As for the R, C and L being the source of this issue, I'm not convinced. I'd be more inclined to agree if the values of each of them weren't so darned tiny for a length of speaker cable, and also if the differences weren't so small between cables. Now, while the cables will most definitely have a filtering effect at some frequency, the point where they'd have this effect is so far outside the audible spectrum that it shouldn't make any difference, up in the MHz range as far as I can see. There is a possibility that some tiny phase differences might creep back down towards the audio spectrum, but it would be in the region of less than 1 degree of phase difference, which would be difficult to resolve. I'd guess moving your head by about 1mm would make more difference!
There has to be more to it than this...
Good work!
why thankyou! 🙂
Ah, I think it was B+O or someone, employed only women as product testers for their speakers, as apparently women have better hearing on average, than men.
Which is a great irony, given that B+O stuff generally only looks good, and that's where it's talents end...
You're welcome! 🙂
I do like a bit of totally unfounded accusations of racism. Like when I publicly called my own mother a racist because she refuses to have owt to do with computers. 😀
My friends were a bit confused.
'But Elf, don't you mean 'technophobe'?
No, [i]racist[/i].
'???'
My mum weren't too bothered. She was too busy tucking into her dinner. 😆
Gave me a clip round the ear later though. 😳
I like the carbon fibre plug housings, that stop resonance or something!

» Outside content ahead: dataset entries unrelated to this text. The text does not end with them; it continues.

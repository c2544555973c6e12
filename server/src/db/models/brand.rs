//! Brand Model

use mongodb::bson::{self, oid::ObjectId};
use serde::{Deserialize, Serialize};

/// Accessory brand
#[derive(Debug, Clone, Serialize, Deserialize)]
pub struct Brand {
    #[serde(rename = "_id", skip_serializing_if = "Option::is_none")]
    pub id: Option<ObjectId>,
    pub name: String,
    #[serde(skip_serializing_if = "Option::is_none")]
    pub logo: Option<String>,
    pub created_at: bson::DateTime,
    pub updated_at: bson::DateTime,
}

My place does radars that operate at 24ghz, and all they ever use us plain old 7/0.2
I got really sucked into the russ andrews catalogue, a fantastic read, and I especially liked the complete lack of graphs or numbers.

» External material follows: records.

//! User Model

use mongodb::bson::{self, oid::ObjectId};
use serde::{Deserialize, Serialize};

/// Account roles
#[derive(Debug, Clone, Copy, PartialEq, Eq, Serialize, Deserialize)]
#[serde(rename_all = "lowercase")]
pub enum Role {
    Admin,
    Sales,
    Accountant,
    Supplier,
    Customer,
}

impl std::fmt::Display for Role {
    fn fmt(&self, f: &mut std::fmt::Formatter<'_>) -> std::fmt::Result {
        let s = match self {
            Role::Admin => "admin",
            Role::Sales => "sales",
            Role::Accountant => "accountant",
            Role::Supplier => "supplier",
            Role::Customer => "customer",
        };
        write!(f, "{s}")
    }
}

impl std::str::FromStr for Role {
    type Err = String;

    fn from_str(s: &str) -> Result<Self, Self::Err> {
        match s {
            "admin" => Ok(Role::Admin),
            "sales" => Ok(Role::Sales),
            "accountant" => Ok(Role::Accountant),
            "supplier" => Ok(Role::Supplier),
            "customer" => Ok(Role::Customer),
            other => Err(format!("Unknown role: {other}")),
        }
    }
}

/// Account status
#[derive(Debug, Clone, Copy, PartialEq, Eq, Serialize, Deserialize)]
#[serde(rename_all = "lowercase")]
pub enum AccountStatus {
    Active,
    Inactive,
}

/// Virtual bank account issued by the payment provider
#[derive(Debug, Clone, Serialize, Deserialize)]
pub struct VirtualAccount {
    pub bank_name: String,
    pub account_number: String,
    pub account_name: String,
    pub provider_ref: String,
}

/// User entity
///
/// `ledger_balance` accumulates what the customer owes for orders placed
/// without full upfront payment; `lifetime_value` accumulates alongside it.
/// Users are never hard-deleted.
#[derive(Debug, Clone, Serialize, Deserialize)]
pub struct User {
    #[serde(rename = "_id", skip_serializing_if = "Option::is_none")]
    pub id: Option<ObjectId>,
    pub name: String,
    pub email: String,
    /// Absent for social-login accounts
    #[serde(skip_serializing_if = "Option::is_none")]
    pub password_hash: Option<String>,
    pub role: Role,
    pub status: AccountStatus,
    pub is_verified: bool,
    #[serde(skip_serializing_if = "Option::is_none")]
    pub verify_token: Option<String>,
    #[serde(skip_serializing_if = "Option::is_none")]
    pub verify_token_expires_at: Option<bson::DateTime>,
    #[serde(skip_serializing_if = "Option::is_none")]
    pub reset_token: Option<String>,
    #[serde(skip_serializing_if = "Option::is_none")]
    pub reset_token_expires_at: Option<bson::DateTime>,
    #[serde(default)]
    pub ledger_balance: f64,
    #[serde(default)]
    pub lifetime_value: f64,
    #[serde(skip_serializing_if = "Option::is_none")]
    pub avatar: Option<String>,
    #[serde(skip_serializing_if = "Option::is_none")]
    pub virtual_account: Option<VirtualAccount>,
    pub created_at: bson::DateTime,
    pub updated_at: bson::DateTime,
}

impl User {
    /// Verify password using argon2
    pub fn verify_password(&self, password: &str) -> Result<bool, argon2::password_hash::Error> {
        use argon2::{
            Argon2,
            password_hash::{PasswordHash, PasswordVerifier},
        };

        let Some(hash) = &self.password_hash else {
            return Ok(false);
        };
        let parsed_hash = PasswordHash::new(hash)?;
        Ok(Argon2::default()
            .verify_password(password.as_bytes(), &parsed_hash)
            .is_ok())
    }

    /// Hash password using argon2
    pub fn hash_password(password: &str) -> Result<String, argon2::password_hash::Error> {
        use argon2::{
            Argon2,
            password_hash::{PasswordHasher, SaltString, rand_core::OsRng},
        };

        let salt = SaltString::generate(&mut OsRng);
        let argon2 = Argon2::default();
        let password_hash = argon2.hash_password(password.as_bytes(), &salt)?;
        Ok(password_hash.to_string())
    }

    /// Public view without credential and token fields
    pub fn to_public(&self) -> PublicUser {
        PublicUser {
            id: self.id.map(|i| i.to_hex()).unwrap_or_default(),
            name: self.name.clone(),
            email: self.email.clone(),
            role: self.role,
            status: self.status,
            is_verified: self.is_verified,
            ledger_balance: self.ledger_balance,
            lifetime_value: self.lifetime_value,
            avatar: self.avatar.clone(),
            virtual_account: self.virtual_account.clone(),
        }
    }
}

/// User view returned by the API (no credential or token fields)
#[derive(Debug, Clone, Serialize, Deserialize)]
pub struct PublicUser {
    pub id: String,
    pub name: String,
    pub email: String,
    pub role: Role,
    pub status: AccountStatus,
    pub is_verified: bool,
    pub ledger_balance: f64,
    pub lifetime_value: f64,
    #[serde(skip_serializing_if = "Option::is_none")]
    pub avatar: Option<String>,
    #[serde(skip_serializing_if = "Option::is_none")]
    pub virtual_account: Option<VirtualAccount>,
}

#[cfg(test)]
mod tests {
    use super::*;

    fn sample_user(hash: Option<String>) -> User {
        User {
            id: None,
            name: "Ada".into(),
            email: "ada@example.com".into(),
            password_hash: hash,
            role: Role::Customer,
            status: AccountStatus::Active,
            is_verified: true,
            verify_token: None,
            verify_token_expires_at: None,
            reset_token: None,
            reset_token_expires_at: None,
            ledger_balance: 0.0,
            lifetime_value: 0.0,
            avatar: None,
            virtual_account: None,
            created_at: bson::DateTime::now(),
            updated_at: bson::DateTime::now(),
        }
    }

    #[test]
    fn test_password_hash_roundtrip() {
        let hash = User::hash_password("hunter2!").expect("hash");
        let user = sample_user(Some(hash));
        assert!(user.verify_password("hunter2!").expect("verify"));
        assert!(!user.verify_password("wrong").expect("verify"));
    }

    #[test]
    fn test_social_account_never_verifies_password() {
        let user = sample_user(None);
        assert!(!user.verify_password("anything").expect("verify"));
    }

    #[test]
    fn test_role_parse_display_roundtrip() {
        for role in [
            Role::Admin,
            Role::Sales,
            Role::Accountant,
            Role::Supplier,
            Role::Customer,
        ] {
            let parsed: Role = role.to_string().parse().expect("parse");
            assert_eq!(parsed, role);
        }
        assert!("manager".parse::<Role>().is_err());
    }
}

it's just a lot simpler and less of a mouthful than saying that you were being generally extraordinarily bigoted and making generalisations about the mental capacity of them what likes to spend a long time appreciating the sound what their wireless makes..
racist is quicker and I knew you'd understand..
but yeah 'racist' is a good general insult.. especially when hurled at your dog for peeing on the lino in the kitchen..
HiFi systems are just network diagrams, methods of reproducing recorded sounds, of course they all sound exactly the same, how foolish to think altering as much as just one component would make a noticeable difference to the sound reproduced.
That is why this:
sounds identical to this:
am I right or rong?
I think 'narcissist' is a better accusation of Fred here...
Which is a great irony, given that B+O stuff generally only looks good, and that's it's talents end...
You've owned B+O stuff then have you?
My little Beomaster 3500 receiver is great; has a better sound than amps costing a good bit more which I've heard, in spite of having less 'power'.
The way I've always thought of it is that blokes treat hifi kit like women treat moistoirisers and the like. Play to peoples desires, add pseudo science plus some fancy marketing and you're onto a winner.
I'm a hifi enthusiast but also a professional electronic engineer and there's so much bull on this subject it's untrue. Spend your money on some decent speakers, a simple amp and some mains cable for the speakers. And go spend the rest of your money on something more fulfilling.
You've owned B+O stuff then have you?
Yes actually, of various generations passed down from deluded grandparents. Each itteration has had a stay of a few days in the living room before being relegated to PC speaker use in the study. Each of these has cost a lot more than my Denon/TEAC CD/DAC, Arcam amp and Castle speaker set up, and hasn't come close.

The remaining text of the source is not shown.